The same dynamic is true in international markets. The performance of global bonds are inherently tied to the issuer's home currency. In international indexes, a country's weight rises as its currency appreciates. This can create a bias toward markets with overvalued currencies. In addition to not hedging currency risk, passive global fixed income strategies incorporate only sovereign bonds, eliminating the yield and diversification opportunities in credit.
To be fair, passive fixed income strategies may make sense for some, chiefly those who want simple exposure to U.S. Treasury bonds and their home currency. Because these products need little management they can be offered at very low fees.
But investors seeking the full benefits of bonds – including income, portfolio diversification and capital protection in various rate scenarios – need the guidance that active management can offer.
Strong active managers seek opportunities when available and look to avoid risks when advisable, whether the interest rate environment is high or low. Asset managers who have the experience and skill to manage currencies can capture much more complex relationships and diversify their sources of return.
A truly diversified global fixed-income program can utilize floating-rate securities (whose coupons increase when rates rise), high-yield securities and the full range of bonds issued outside the U.S. This would include navigating credit and currency risks to capture historically higher yields in the growing emerging market economies. All of this can create enhanced potential for outperformance.
Success in global fixed-income investing relies as much on avoiding loss as pursuing gain. This can mean turning away from a country that is a large constituent of a popular index, believing their bonds will underperform. It can also mean having the courage of conviction to concentrate on less-popular countries and currencies because they represent greater total return opportunities. Concentration in this situation need not equal risk; the opposite may be true.
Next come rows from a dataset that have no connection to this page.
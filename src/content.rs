//! Content objects - regular and virtual
//!
//! Content recovered from a medium is either a contiguous region of its
//! parent container (regular) or an extent-mapped reconstruction (virtual:
//! carved files, unallocated-space containers, layout files). The two are
//! dispatched by plain pattern matching; there is no behavioral difference
//! on the read path between the kinds of virtual content, only in which
//! registration step created them.

use std::sync::OnceLock;
use tracing::warn;

use crate::error::ContentResult;
use crate::extent::{read_range, ExtentList};
use crate::reader::PhysicalReader;
use crate::store::CaseStore;

/// A content object within the open case.
#[derive(Debug)]
pub enum Content {
    Regular(RegularContent),
    Virtual(VirtualContent),
}

impl Content {
    pub fn object_id(&self) -> i64 {
        match self {
            Content::Regular(c) => c.object_id,
            Content::Virtual(c) => c.object_id,
        }
    }

    pub fn parent_id(&self) -> i64 {
        match self {
            Content::Regular(c) => c.parent_id,
            Content::Virtual(c) => c.parent_id,
        }
    }

    pub fn name(&self) -> &str {
        match self {
            Content::Regular(c) => &c.name,
            Content::Virtual(c) => &c.name,
        }
    }

    pub fn is_virtual(&self) -> bool {
        matches!(self, Content::Virtual(_))
    }

    /// Logical size in bytes, loading extents on first use for virtual
    /// content.
    pub fn size(&self, store: &CaseStore) -> ContentResult<u64> {
        match self {
            Content::Regular(c) => Ok(c.size),
            Content::Virtual(c) => Ok(c.ranges(store)?.total_len()),
        }
    }

    /// Read up to `len` bytes starting at logical `offset`.
    ///
    /// The result may be shorter than requested: requests are clamped to
    /// the logical size, and a short physical read ends the data early.
    pub fn read(
        &self,
        store: &CaseStore,
        reader: &dyn PhysicalReader,
        offset: u64,
        len: u64,
    ) -> ContentResult<Vec<u8>> {
        match self {
            Content::Regular(c) => Ok(c.read(reader, offset, len)),
            Content::Virtual(c) => {
                let ranges = c.ranges(store)?;
                Ok(read_range(ranges, reader, offset, len))
            }
        }
    }
}

// =============================================================================
// Regular content - one contiguous region of the parent
// =============================================================================

#[derive(Debug, Clone)]
pub struct RegularContent {
    pub(crate) object_id: i64,
    pub(crate) parent_id: i64,
    pub(crate) name: String,
    pub(crate) start_offset: u64,
    pub(crate) size: u64,
}

impl RegularContent {
    pub fn new(object_id: i64, parent_id: i64, name: String, start_offset: u64, size: u64) -> Self {
        Self {
            object_id,
            parent_id,
            name,
            start_offset,
            size,
        }
    }

    pub fn start_offset(&self) -> u64 {
        self.start_offset
    }

    fn read(&self, reader: &dyn PhysicalReader, offset: u64, len: u64) -> Vec<u8> {
        if offset >= self.size || len == 0 {
            return Vec::new();
        }
        let want = len.min(self.size - offset);
        let mut buf = vec![0u8; want as usize];
        let got = match reader.read_at(self.start_offset + offset, &mut buf) {
            Ok(n) => n,
            Err(e) => {
                warn!(
                    object_id = self.object_id,
                    physical_offset = self.start_offset + offset,
                    "Physical read failed, truncating: {}",
                    e
                );
                0
            }
        };
        buf.truncate(got);
        buf
    }
}

// =============================================================================
// Virtual content - extent-mapped reconstruction
// =============================================================================

/// Content defined entirely by an ordered list of extents.
///
/// The extent list is loaded from the case database at most once and
/// memoized for the object's lifetime; racing first accesses converge on
/// one canonical list. Logical size is derived from the loaded list and is
/// stable from then on.
#[derive(Debug)]
pub struct VirtualContent {
    pub(crate) object_id: i64,
    pub(crate) parent_id: i64,
    pub(crate) name: String,
    pub(crate) extents: OnceLock<ExtentList>,
}

impl VirtualContent {
    pub fn new(object_id: i64, parent_id: i64, name: String) -> Self {
        Self {
            object_id,
            parent_id,
            name,
            extents: OnceLock::new(),
        }
    }

    /// The extent list, loading it from the case database on first use.
    pub fn ranges(&self, store: &CaseStore) -> ContentResult<&ExtentList> {
        if let Some(list) = self.extents.get() {
            return Ok(list);
        }
        let loaded = ExtentList::new(store.load_extents(self.object_id)?);
        // If another thread loaded concurrently, both lists came from the
        // same immutable rows; the first one in wins.
        Ok(self.extents.get_or_init(|| loaded))
    }

    /// Number of extents backing this object.
    pub fn num_parts(&self, store: &CaseStore) -> ContentResult<usize> {
        Ok(self.ranges(store)?.len())
    }
}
The value of active strategies comes from identifying intrinsic value with respect to credit risk, interest rate levels and currency valuations. Only rigorous analysis will demonstrate the full structural strength and weakness of a country's economy, its exposure to worldwide and regional market dynamics and determine the real yield possibilities available through its bonds. This is as true for the U.S. and the developed world as it is for emerging markets.
None of this can be accomplished through passive fixed income strategies. Caveat emptor.
Thomas Hoops is executive vice president and head of business development at Legg Mason Global Asset Management.